- REQUIRED WORK
I'd like the line containing "let err = loader" and every line below it, to the end of the material, repeated exactly and with nothing else.
------------------------------------------------------------------------
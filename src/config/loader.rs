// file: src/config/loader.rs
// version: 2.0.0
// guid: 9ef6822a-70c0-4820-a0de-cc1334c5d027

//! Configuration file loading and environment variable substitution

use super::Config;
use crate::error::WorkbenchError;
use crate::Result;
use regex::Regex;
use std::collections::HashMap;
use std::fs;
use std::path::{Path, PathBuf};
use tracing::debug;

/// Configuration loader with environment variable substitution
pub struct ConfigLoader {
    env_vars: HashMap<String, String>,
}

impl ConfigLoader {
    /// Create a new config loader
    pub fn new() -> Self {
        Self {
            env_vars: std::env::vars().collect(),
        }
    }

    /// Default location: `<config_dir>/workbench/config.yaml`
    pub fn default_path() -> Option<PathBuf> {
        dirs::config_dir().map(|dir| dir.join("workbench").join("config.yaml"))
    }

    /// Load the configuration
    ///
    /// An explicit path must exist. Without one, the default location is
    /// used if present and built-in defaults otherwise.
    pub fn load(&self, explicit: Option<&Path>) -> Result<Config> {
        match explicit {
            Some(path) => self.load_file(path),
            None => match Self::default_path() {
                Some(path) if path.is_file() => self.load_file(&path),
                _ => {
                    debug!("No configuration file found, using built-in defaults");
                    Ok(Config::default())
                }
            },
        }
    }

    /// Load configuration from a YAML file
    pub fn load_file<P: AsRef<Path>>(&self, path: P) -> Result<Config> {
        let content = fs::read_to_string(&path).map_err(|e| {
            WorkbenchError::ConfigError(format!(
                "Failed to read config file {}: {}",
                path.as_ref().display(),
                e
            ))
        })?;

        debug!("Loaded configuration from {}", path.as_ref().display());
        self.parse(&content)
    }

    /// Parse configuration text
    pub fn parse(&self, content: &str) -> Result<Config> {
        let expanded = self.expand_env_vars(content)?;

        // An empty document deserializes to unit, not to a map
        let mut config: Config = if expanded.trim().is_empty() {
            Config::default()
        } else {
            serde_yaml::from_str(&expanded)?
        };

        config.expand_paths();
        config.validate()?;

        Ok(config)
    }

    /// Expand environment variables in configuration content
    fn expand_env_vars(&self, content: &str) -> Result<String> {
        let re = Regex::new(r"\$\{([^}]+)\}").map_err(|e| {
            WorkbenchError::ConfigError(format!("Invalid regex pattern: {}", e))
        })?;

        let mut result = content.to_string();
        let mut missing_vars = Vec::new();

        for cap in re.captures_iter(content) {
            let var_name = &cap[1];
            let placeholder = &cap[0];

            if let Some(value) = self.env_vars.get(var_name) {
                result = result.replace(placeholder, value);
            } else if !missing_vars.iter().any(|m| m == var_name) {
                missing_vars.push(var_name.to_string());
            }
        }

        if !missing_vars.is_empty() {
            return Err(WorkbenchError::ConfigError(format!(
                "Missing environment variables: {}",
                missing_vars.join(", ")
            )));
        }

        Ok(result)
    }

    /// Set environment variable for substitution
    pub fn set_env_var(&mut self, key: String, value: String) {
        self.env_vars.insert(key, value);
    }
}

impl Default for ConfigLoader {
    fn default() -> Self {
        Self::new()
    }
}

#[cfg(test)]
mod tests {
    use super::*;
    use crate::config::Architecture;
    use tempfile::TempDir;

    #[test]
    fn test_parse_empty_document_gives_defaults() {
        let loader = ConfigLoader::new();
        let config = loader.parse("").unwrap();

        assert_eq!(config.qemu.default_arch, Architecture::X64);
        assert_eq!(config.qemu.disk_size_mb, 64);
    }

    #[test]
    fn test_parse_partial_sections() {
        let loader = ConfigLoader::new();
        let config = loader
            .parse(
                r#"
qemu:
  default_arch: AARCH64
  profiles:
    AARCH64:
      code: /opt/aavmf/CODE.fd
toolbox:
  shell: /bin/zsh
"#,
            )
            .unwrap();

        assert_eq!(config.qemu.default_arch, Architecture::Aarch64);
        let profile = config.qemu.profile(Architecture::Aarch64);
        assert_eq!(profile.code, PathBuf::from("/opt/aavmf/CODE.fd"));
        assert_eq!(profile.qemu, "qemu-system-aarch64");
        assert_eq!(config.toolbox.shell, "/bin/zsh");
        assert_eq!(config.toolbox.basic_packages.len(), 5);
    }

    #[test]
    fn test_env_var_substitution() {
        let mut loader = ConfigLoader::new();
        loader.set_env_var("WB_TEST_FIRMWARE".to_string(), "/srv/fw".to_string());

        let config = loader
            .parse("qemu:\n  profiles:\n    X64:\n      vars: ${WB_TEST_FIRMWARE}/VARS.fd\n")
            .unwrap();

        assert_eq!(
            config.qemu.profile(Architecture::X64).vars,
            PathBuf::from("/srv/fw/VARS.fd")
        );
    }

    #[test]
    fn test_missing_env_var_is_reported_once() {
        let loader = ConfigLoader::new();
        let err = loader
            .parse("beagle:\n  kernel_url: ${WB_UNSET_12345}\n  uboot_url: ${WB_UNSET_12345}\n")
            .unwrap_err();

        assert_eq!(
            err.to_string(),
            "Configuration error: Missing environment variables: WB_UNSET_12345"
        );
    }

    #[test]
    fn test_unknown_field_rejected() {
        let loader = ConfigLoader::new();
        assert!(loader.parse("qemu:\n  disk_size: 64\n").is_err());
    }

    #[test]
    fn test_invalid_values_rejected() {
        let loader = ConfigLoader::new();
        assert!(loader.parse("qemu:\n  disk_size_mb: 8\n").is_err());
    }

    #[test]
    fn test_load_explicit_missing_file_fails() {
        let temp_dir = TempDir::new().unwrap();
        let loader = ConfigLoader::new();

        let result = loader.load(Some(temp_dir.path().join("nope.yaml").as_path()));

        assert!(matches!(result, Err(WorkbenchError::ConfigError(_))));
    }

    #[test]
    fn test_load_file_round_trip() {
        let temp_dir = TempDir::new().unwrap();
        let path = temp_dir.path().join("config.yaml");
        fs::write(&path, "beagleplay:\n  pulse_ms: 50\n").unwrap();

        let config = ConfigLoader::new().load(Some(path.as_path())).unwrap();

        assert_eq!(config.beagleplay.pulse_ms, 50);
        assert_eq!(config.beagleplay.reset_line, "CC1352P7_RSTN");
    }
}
------------------------------------------------------------------------
- OUTPUT FOR THIS TASK
        let err = loader
            .parse("beagle:\n  kernel_url: ${WB_UNSET_12345}\n  uboot_url: ${WB_UNSET_12345}\n")
            .unwrap_err();

        assert_eq!(
            err.to_string(),
            "Configuration error: Missing environment variables: WB_UNSET_12345"
        );
    }

    #[test]
    fn test_unknown_field_rejected() {
        let loader = ConfigLoader::new();
        assert!(loader.parse("qemu:\n  disk_size: 64\n").is_err());
    }

    #[test]
    fn test_invalid_values_rejected() {
        let loader = ConfigLoader::new();
        assert!(loader.parse("qemu:\n  disk_size_mb: 8\n").is_err());
    }

    #[test]
    fn test_load_explicit_missing_file_fails() {
        let temp_dir = TempDir::new().unwrap();
        let loader = ConfigLoader::new();

        let result = loader.load(Some(temp_dir.path().join("nope.yaml").as_path()));

        assert!(matches!(result, Err(WorkbenchError::ConfigError(_))));
    }

    #[test]
    fn test_load_file_round_trip() {
        let temp_dir = TempDir::new().unwrap();
        let path = temp_dir.path().join("config.yaml");
        fs::write(&path, "beagleplay:\n  pulse_ms: 50\n").unwrap();

        let config = ConfigLoader::new().load(Some(path.as_path())).unwrap();

        assert_eq!(config.beagleplay.pulse_ms, 50);
        assert_eq!(config.beagleplay.reset_line, "CC1352P7_RSTN");
    }
}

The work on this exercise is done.